# Need bubble bath recipe please!



## longeliner31 (Apr 4, 2012)

Any good ones? Not ready to try the bath bombs yet!


----------



## Guest (Apr 10, 2012)

The stable mountain of bubbles in commercial baths come from sulfates.  Fact is, you can't have those kind of bubbles without them.

Powdered milk is effective for creating some foam.

See this:

http://www.crunchybetty.com/sorry-to-bu ... ubble-bath


----------



## lsg (Apr 10, 2012)

Try Point of Interest blog.  She has recipes for bubble bath, body wash, and shampoo.

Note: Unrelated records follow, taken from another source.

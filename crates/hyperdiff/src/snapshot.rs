//! Schema snapshots as handed over by the host migration pipeline.
//!
//! A snapshot is a list of objects (tables and views), each carrying a
//! string-keyed annotation store. Whatever reads the user's configuration
//! writes TimescaleDB settings into that store under the keys in [`keys`];
//! this crate only reads them back.

use crate::model::{DEFAULT_SCHEMA, Dimension};
use indexmap::IndexMap;

/// Annotation keys understood by [`crate::extract`].
pub mod keys {
    pub const IS_HYPERTABLE: &str = "TimescaleDB:IsHypertable";
    pub const TIME_COLUMN: &str = "TimescaleDB:HypertableTimeColumn";
    pub const CHUNK_TIME_INTERVAL: &str = "TimescaleDB:ChunkTimeInterval";
    pub const ENABLE_COMPRESSION: &str = "TimescaleDB:EnableCompression";
    pub const CHUNK_SKIP_COLUMNS: &str = "TimescaleDB:ChunkSkipColumns";
    pub const ADDITIONAL_DIMENSIONS: &str = "TimescaleDB:AdditionalDimensions";
    pub const MIGRATE_DATA: &str = "TimescaleDB:MigrateData";

    pub const REORDER_INDEX: &str = "TimescaleDB:ReorderPolicyIndexName";
    pub const REORDER_INITIAL_START: &str = "TimescaleDB:ReorderPolicyInitialStart";
    pub const REORDER_SCHEDULE_INTERVAL: &str = "TimescaleDB:ReorderPolicyScheduleInterval";
    pub const REORDER_MAX_RUNTIME: &str = "TimescaleDB:ReorderPolicyMaxRuntime";
    pub const REORDER_MAX_RETRIES: &str = "TimescaleDB:ReorderPolicyMaxRetries";
    pub const REORDER_RETRY_PERIOD: &str = "TimescaleDB:ReorderPolicyRetryPeriod";

    pub const CONTINUOUS_AGGREGATE: &str = "TimescaleDB:ContinuousAggregate";
    pub const PARENT: &str = "TimescaleDB:ContinuousAggregateParent";
    pub const TIME_BUCKET_WIDTH: &str = "TimescaleDB:TimeBucketWidth";
    pub const TIME_BUCKET_SOURCE_COLUMN: &str = "TimescaleDB:TimeBucketSourceColumn";
    pub const TIME_BUCKET_GROUP_BY: &str = "TimescaleDB:TimeBucketGroupBy";
    pub const CHUNK_INTERVAL: &str = "TimescaleDB:ContinuousAggregateChunkInterval";
    pub const CREATE_GROUP_INDEXES: &str = "TimescaleDB:CreateGroupIndexes";
    pub const MATERIALIZED_ONLY: &str = "TimescaleDB:MaterializedOnly";
    pub const WITH_NO_DATA: &str = "TimescaleDB:WithNoData";
    pub const WHERE_CLAUSE: &str = "TimescaleDB:WhereClause";
    pub const GROUP_BY_COLUMNS: &str = "TimescaleDB:GroupByColumns";
    /// List of `Alias:Function:SourceColumn` strings.
    pub const AGGREGATE_FUNCTIONS: &str = "TimescaleDB:AggregateFunctions";

    pub const REFRESH_START_OFFSET: &str = "TimescaleDB:RefreshPolicyStartOffset";
    pub const REFRESH_END_OFFSET: &str = "TimescaleDB:RefreshPolicyEndOffset";
    pub const REFRESH_SCHEDULE_INTERVAL: &str = "TimescaleDB:RefreshPolicyScheduleInterval";
    pub const REFRESH_IF_NOT_EXISTS: &str = "TimescaleDB:RefreshPolicyIfNotExists";
    pub const REFRESH_TIMEZONE: &str = "TimescaleDB:RefreshPolicyTimezone";
    pub const REFRESH_INCLUDE_TIERED_DATA: &str = "TimescaleDB:RefreshPolicyIncludeTieredData";
    pub const REFRESH_BUCKETS_PER_BATCH: &str = "TimescaleDB:RefreshPolicyBucketsPerBatch";
    pub const REFRESH_MAX_BATCHES_PER_EXECUTION: &str =
        "TimescaleDB:RefreshPolicyMaxBatchesPerExecution";
    pub const REFRESH_NEWEST_FIRST: &str = "TimescaleDB:RefreshPolicyRefreshNewestFirst";
    pub const REFRESH_INITIAL_START: &str = "TimescaleDB:RefreshPolicyInitialStart";
}

/// A read-only view of one side of a migration.
#[derive(Debug, Clone, Default, PartialEq)]
pub struct SchemaSnapshot {
    pub objects: Vec<SnapshotObject>,
}

impl SchemaSnapshot {
    pub fn new(objects: Vec<SnapshotObject>) -> Self {
        Self { objects }
    }

    pub fn tables(&self) -> impl Iterator<Item = &SnapshotObject> {
        self.objects.iter().filter(|o| o.kind == ObjectKind::Table)
    }

    pub fn views(&self) -> impl Iterator<Item = &SnapshotObject> {
        self.objects.iter().filter(|o| o.kind == ObjectKind::View)
    }
}

#[derive(Debug, Clone, Copy, PartialEq, Eq)]
pub enum ObjectKind {
    Table,
    View,
}

#[derive(Debug, Clone, PartialEq)]
pub struct SnapshotObject {
    pub name: String,
    pub schema: Option<String>,
    pub kind: ObjectKind,
    pub annotations: Annotations,
}

impl SnapshotObject {
    pub fn table(name: impl Into<String>) -> Self {
        Self {
            name: name.into(),
            schema: None,
            kind: ObjectKind::Table,
            annotations: Annotations::default(),
        }
    }

    pub fn view(name: impl Into<String>) -> Self {
        Self {
            name: name.into(),
            schema: None,
            kind: ObjectKind::View,
            annotations: Annotations::default(),
        }
    }

    pub fn in_schema(mut self, schema: impl Into<String>) -> Self {
        self.schema = Some(schema.into());
        self
    }

    /// Builder-style annotation setter.
    pub fn with(mut self, key: &str, value: impl Into<AnnotationValue>) -> Self {
        self.annotations.insert(key, value);
        self
    }

    pub fn schema_or_default(&self) -> &str {
        self.schema.as_deref().unwrap_or(DEFAULT_SCHEMA)
    }
}

/// A value in an object's annotation store.
#[derive(Debug, Clone, PartialEq)]
pub enum AnnotationValue {
    Text(String),
    Flag(bool),
    Integer(i64),
    List(Vec<String>),
    Dimensions(Vec<Dimension>),
}

impl AnnotationValue {
    /// Short description of the expected shape, for error messages.
    pub fn shape(&self) -> &'static str {
        match self {
            AnnotationValue::Text(_) => "text",
            AnnotationValue::Flag(_) => "a flag",
            AnnotationValue::Integer(_) => "an integer",
            AnnotationValue::List(_) => "a list",
            AnnotationValue::Dimensions(_) => "a dimension list",
        }
    }
}

impl From<&str> for AnnotationValue {
    fn from(value: &str) -> Self {
        AnnotationValue::Text(value.to_string())
    }
}

impl From<String> for AnnotationValue {
    fn from(value: String) -> Self {
        AnnotationValue::Text(value)
    }
}

impl From<bool> for AnnotationValue {
    fn from(value: bool) -> Self {
        AnnotationValue::Flag(value)
    }
}

impl From<i64> for AnnotationValue {
    fn from(value: i64) -> Self {
        AnnotationValue::Integer(value)
    }
}

impl From<i32> for AnnotationValue {
    fn from(value: i32) -> Self {
        AnnotationValue::Integer(value.into())
    }
}

impl From<Vec<String>> for AnnotationValue {
    fn from(value: Vec<String>) -> Self {
        AnnotationValue::List(value)
    }
}

impl From<Vec<&str>> for AnnotationValue {
    fn from(value: Vec<&str>) -> Self {
        AnnotationValue::List(value.into_iter().map(String::from).collect())
    }
}

impl From<Vec<Dimension>> for AnnotationValue {
    fn from(value: Vec<Dimension>) -> Self {
        AnnotationValue::Dimensions(value)
    }
}

/// Ordered string-keyed annotation store.
#[derive(Debug, Clone, Default, PartialEq)]
pub struct Annotations {
    values: IndexMap<String, AnnotationValue>,
}

impl Annotations {
    pub fn insert(&mut self, key: &str, value: impl Into<AnnotationValue>) {
        self.values.insert(key.to_string(), value.into());
    }

    pub fn get(&self, key: &str) -> Option<&AnnotationValue> {
        self.values.get(key)
    }

    pub fn contains(&self, key: &str) -> bool {
        self.values.contains_key(key)
    }

    pub fn is_empty(&self) -> bool {
        self.values.is_empty()
    }

    pub fn iter(&self) -> impl Iterator<Item = (&str, &AnnotationValue)> {
        self.values.iter().map(|(k, v)| (k.as_str(), v))
    }
}
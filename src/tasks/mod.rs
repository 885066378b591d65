//! # Main task abstractions.
//!
//! - [`MainTask`] - trait for the process's primary workload
//! - [`MainFn`] - function-based implementation
//! - [`MainRef`] - shared reference to a main task (`Arc<dyn MainTask>`)

mod task;
mod task_fn;

pub use task::{BoxMainFuture, MainRef, MainTask};
pub use task_fn::MainFn;
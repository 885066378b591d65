//! # Termination signal sources.
//!
//! [`Signals`] completes when the process should terminate. Two sources exist:
//! - **OS signals** (default), registered eagerly by [`Signals::os`];
//! - **custom future** supplied through
//!   [`ApplicationBuilder::with_shutdown_signal`](crate::ApplicationBuilder::with_shutdown_signal).
//!
//! ## Signals
//! **Unix platforms:**
//! - `SIGINT` (Ctrl-C in terminal)
//! - `SIGTERM` (default kill signal, used by systemd/Kubernetes)
//! - `SIGQUIT` (quit signal)
//!
//! **Other platforms:**
//! - `Ctrl-C` via [`tokio::signal::ctrl_c`]

use futures::future::BoxFuture;

/// Registered termination signal source.
pub(crate) enum Signals {
    #[cfg(unix)]
    Os {
        sigint: tokio::signal::unix::Signal,
        sigterm: tokio::signal::unix::Signal,
        sigquit: tokio::signal::unix::Signal,
    },
    #[cfg(not(unix))]
    Os,
    Custom(BoxFuture<'static, ()>),
}

impl Signals {
    /// Registers OS signal listeners.
    ///
    /// Returns `Err` if signal registration fails.
    #[cfg(unix)]
    pub(crate) fn os() -> std::io::Result<Self> {
        use tokio::signal::unix::{SignalKind, signal};

        Ok(Signals::Os {
            sigint: signal(SignalKind::interrupt())?,
            sigterm: signal(SignalKind::terminate())?,
            sigquit: signal(SignalKind::quit())?,
        })
    }

    /// Registers OS signal listeners.
    #[cfg(not(unix))]
    pub(crate) fn os() -> std::io::Result<Self> {
        Ok(Signals::Os)
    }

    /// Waits for the next termination signal.
    pub(crate) async fn recv(self) {
        match self {
            #[cfg(unix)]
            Signals::Os {
                mut sigint,
                mut sigterm,
                mut sigquit,
            } => {
                tokio::select! {
                    _ = sigint.recv()  => {},
                    _ = sigterm.recv() => {},
                    _ = sigquit.recv() => {},
                }
            }
            #[cfg(not(unix))]
            Signals::Os => {
                let _ = tokio::signal::ctrl_c().await;
            }
            Signals::Custom(fut) => fut.await,
        }
    }
}

#[cfg(test)]
mod tests {
    use super::*;
    use futures::FutureExt;
    use tokio::sync::oneshot;

    #[tokio::test]
    async fn test_custom_source_completes_with_its_future() {
        let (tx, rx) = oneshot::channel::<()>();
        let signals = Signals::Custom(
            async move {
                let _ = rx.await;
            }
            .boxed(),
        );
        let waiter = tokio::spawn(signals.recv());
        tx.send(()).unwrap();
        waiter.await.unwrap();
    }

    #[tokio::test]
    async fn test_os_registration_succeeds() {
        assert!(Signals::os().is_ok());
    }
}
//! # Function-backed main task (`MainFn`)
//!
//! [`MainFn`] wraps a closure `F: Fn(Context, HaltSignal) -> Fut`, producing a fresh future per
//! spawn. If shared state is needed, capture an `Arc<...>` explicitly.
//!
//! ## Example
//! ```rust
//! use appvisor::{AppError, Context, HaltSignal, MainFn, MainRef};
//!
//! let main: MainRef = MainFn::arc("server", |_ctx: Context, halt: HaltSignal| async move {
//!     halt.halted().await;
//!     Ok::<_, AppError>(())
//! });
//!
//! assert_eq!(main.name(), "server");
//! ```

use std::borrow::Cow;
use std::future::Future;
use std::sync::Arc;

use crate::context::{Context, HaltSignal};
use crate::error::AppError;
use crate::tasks::task::{BoxMainFuture, MainTask};

/// Function-backed main task.
#[derive(Debug)]
pub struct MainFn<F> {
    name: Cow<'static, str>,
    f: F,
}

impl<F, Fut> MainFn<F>
where
    F: Fn(Context, HaltSignal) -> Fut + Send + Sync + 'static,
    Fut: Future<Output = Result<(), AppError>> + Send + 'static,
{
    /// Creates a new function-backed main task.
    ///
    /// Prefer [`MainFn::arc`] when you immediately need a [`MainRef`](crate::MainRef).
    pub fn new(name: impl Into<Cow<'static, str>>, f: F) -> Self {
        Self { name: name.into(), f }
    }

    /// Creates the task and returns it as a shared handle.
    pub fn arc(name: impl Into<Cow<'static, str>>, f: F) -> Arc<Self> {
        Arc::new(Self::new(name, f))
    }
}

impl<F, Fut> MainTask for MainFn<F>
where
    F: Fn(Context, HaltSignal) -> Fut + Send + Sync + 'static,
    Fut: Future<Output = Result<(), AppError>> + Send + 'static,
{
    fn name(&self) -> &str {
        &self.name
    }

    fn spawn(&self, ctx: Context, halt: HaltSignal) -> BoxMainFuture {
        Box::pin((self.f)(ctx, halt))
    }
}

http://swiftcraftymonkey.blogspot.com/2 ... -bath.html


----------



## longeliner31 (Apr 11, 2012)

THanks so much.  Bath bombs it is


----------



## Robert (Jun 30, 2013)

> The stable mountain of bubbles in commercial baths come from sulfates.  Fact is, you can't have those kind of bubbles without them.


Not true.  There are lots of materials that can produce mountains of bubbles without sulfates.  Some of them are sulfonates, true, but there are still lots of very effective foaming agents that aren't either.


----------



## Triquetra (Jul 3, 2013)

Coconut oil is suppose to cause large fluffy bubbles in soap.  Try some _Sodium Lauryl Sulfoacetate_ (_SLSA_) (derived from coconut and palm oil) to make bigger better bubbles perhaps??


----------



## jenneelk (Jul 5, 2013)

Following.. Have yet to find a non sulfate way to make bubbles that last more than a few minutes.
Eta: for now we use a Castile liquid soap for bubbles.  but I'd like to get away from it if possible.


----------



## Triquetra (Jul 6, 2013)

jenneelk said:


> Following.. Have yet to find a non sulfate way to make bubbles that last more than a few minutes.
> Eta: for now we use a Castile liquid soap for bubbles.  but I'd like to get away from it if possible.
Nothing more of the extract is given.